**Records for the task:**
● ● ● ●

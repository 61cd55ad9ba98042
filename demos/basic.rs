//! Basic Example - an anchored notification end to end
//!
//! This example walks one notification through its lifecycle without a
//! terminal:
//! - Loading the anchor config from TOML
//! - Auto-showing after init and settling the deferred work
//! - Scrolling the anchor toward the bottom edge (the bubble flips above)
//! - Dismissing with Escape and restoring focus
//!
//! Run with: RUST_LOG=spark_notify=trace cargo run --example basic

use spark_notify::{
    allocate_element, focus, is_focused, route_event, run_until_idle, set_rect, AnchorProps,
    ElementProps, InputEvent, KeyboardEvent, NotificationAnchor, NotificationConfig,
    OverlayManager, Rect,
};
use tracing_subscriber::EnvFilter;

const CONFIG: &str = r#"
title = "New: saved searches"
auto_show_notification_after_init = true
"#;

fn main() -> Result<(), Box<dyn std::error::Error>> {
    tracing_subscriber::fmt()
        .with_env_filter(EnvFilter::from_default_env())
        .init();

    println!("=== spark-notify Basic Example ===\n");

    let config = NotificationConfig::from_toml(CONFIG)?;
    let manager = OverlayManager::new();

    let button = allocate_element(ElementProps {
        id: Some("search_button".to_string()),
        rect: Rect::new(30, 5, 8, 1),
        focusable: true,
        ..Default::default()
    });
    let dot = allocate_element(ElementProps {
        rect: Rect::new(37, 5, 1, 1),
        ..Default::default()
    });
    focus(button);

    let anchor = NotificationAnchor::new(
        manager.clone(),
        AnchorProps::new(button).with_dot(dot).with_config(config),
    );
    anchor.set_bubble_template();
    anchor.on_init();
    anchor.on_after_init();
    let ticks = run_until_idle();

    println!("After init ({ticks} ticks):");
    println!("  open: {}", manager.is_open());
    println!("  overlay rect: {:?}", manager.overlay_rect());
    println!("  placement: {:?}", manager.last_position().map(|p| p.position));
    println!("  button focused: {}", is_focused(button));

    // Scroll the anchor close to the bottom edge
    set_rect(button, Rect::new(30, 21, 8, 1));
    set_rect(dot, Rect::new(37, 21, 1, 1));
    route_event(InputEvent::Resize(80, 24));

    println!("\nAfter scrolling:");
    println!("  overlay rect: {:?}", manager.overlay_rect());
    println!("  placement: {:?}", manager.last_position().map(|p| p.position));

    route_event(InputEvent::Key(KeyboardEvent::new("Escape")));
    run_until_idle();

    println!("\nAfter Escape:");
    println!("  open: {}", manager.is_open());
    println!("  button focused: {}", is_focused(button));

    anchor.on_destroy();
    println!("\n=== Example Complete ===");
    Ok(())
}
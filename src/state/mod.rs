//! State Module - Runtime state systems the overlay relies on.
//!
//! - **Focus** - Focused element signal, snapshots for restoration
//! - **Keyboard** - Event types, press and key-up handler registries
//! - **Mouse** - Hit testing, click handlers
//! - **Scroll** - Scroll/viewport change listeners
//! - **Visibility** - Intersection observation against the viewport
//! - **Tick** - Next-tick deferral queue
//! - **Input** - crossterm conversion and routing

pub mod focus;
pub mod input;
pub mod keyboard;
pub mod mouse;
pub mod scroll;
pub mod tick;
pub mod visibility;

/// Reset every state system (for testing).
pub fn reset_all_state() {
    focus::reset_focus_state();
    keyboard::reset_keyboard_state();
    mouse::reset_mouse_state();
    scroll::reset_scroll_state();
    tick::reset_tick_queue();
    visibility::reset_visibility_state();
}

● ● ● ●

**Work instruction:**
Repeat the material word for word.

**Solution:**
repository 61cd55ad9ba98042
filename demos/basic.rs
//! Basic Example - an anchored notification end to end
//!
//! This example walks one notification through its lifecycle without a
//! terminal:
//! - Loading the anchor config from TOML
//! - Auto-showing after init and settling the deferred work
//! - Scrolling the anchor toward the bottom edge (the bubble flips above)
//! - Dismissing with Escape and restoring focus
//!
//! Run with: RUST_LOG=spark_notify=trace cargo run --example basic

use spark_notify::{
    allocate_element, focus, is_focused, route_event, run_until_idle, set_rect, AnchorProps,
    ElementProps, InputEvent, KeyboardEvent, NotificationAnchor, NotificationConfig,
    OverlayManager, Rect,
};
use tracing_subscriber::EnvFilter;

const CONFIG: &str = r#"
title = "New: saved searches"
auto_show_notification_after_init = true
"#;

fn main() -> Result<(), Box<dyn std::error::Error>> {
    tracing_subscriber::fmt()
        .with_env_filter(EnvFilter::from_default_env())
        .init();

    println!("=== spark-notify Basic Example ===\n");

    let config = NotificationConfig::from_toml(CONFIG)?;
    let manager = OverlayManager::new();

    let button = allocate_element(ElementProps {
        id: Some("search_button".to_string()),
        rect: Rect::new(30, 5, 8, 1),
        focusable: true,
        ..Default::default()
    });
    let dot = allocate_element(ElementProps {
        rect: Rect::new(37, 5, 1, 1),
        ..Default::default()
    });
    focus(button);

    let anchor = NotificationAnchor::new(
        manager.clone(),
        AnchorProps::new(button).with_dot(dot).with_config(config),
    );
    anchor.set_bubble_template();
    anchor.on_init();
    anchor.on_after_init();
    let ticks = run_until_idle();

    println!("After init ({ticks} ticks):");
    println!("  open: {}", manager.is_open());
    println!("  overlay rect: {:?}", manager.overlay_rect());
    println!("  placement: {:?}", manager.last_position().map(|p| p.position));
    println!("  button focused: {}", is_focused(button));

    // Scroll the anchor close to the bottom edge
    set_rect(button, Rect::new(30, 21, 8, 1));
    set_rect(dot, Rect::new(37, 21, 1, 1));
    route_event(InputEvent::Resize(80, 24));

    println!("\nAfter scrolling:");
    println!("  overlay rect: {:?}", manager.overlay_rect());
    println!("  placement: {:?}", manager.last_position().map(|p| p.position));

    route_event(InputEvent::Key(KeyboardEvent::new("Escape")));
    run_until_idle();

    println!("\nAfter Escape:");
    println!("  open: {}", manager.is_open());
    println!("  button focused: {}", is_focused(button));

    anchor.on_destroy();
    println!("\n=== Example Complete ===");
    Ok(())
}
filename src/state/mod.rs
//! State Module - Runtime state systems the overlay relies on.
//!
//! - **Focus** - Focused element signal, snapshots for restoration
//! - **Keyboard** - Event types, press and key-up handler registries
//! - **Mouse** - Hit testing, click handlers
//! - **Scroll** - Scroll/viewport change listeners
//! - **Visibility** - Intersection observation against the viewport
//! - **Tick** - Next-tick deferral queue
//! - **Input** - crossterm conversion and routing

pub mod focus;
pub mod input;
pub mod keyboard;
pub mod mouse;
pub mod scroll;
pub mod tick;
pub mod visibility;

/// Reset every state system (for testing).
pub fn reset_all_state() {
    focus::reset_focus_state();
    keyboard::reset_keyboard_state();
    mouse::reset_mouse_state();
    scroll::reset_scroll_state();
    tick::reset_tick_queue();
    visibility::reset_visibility_state();
}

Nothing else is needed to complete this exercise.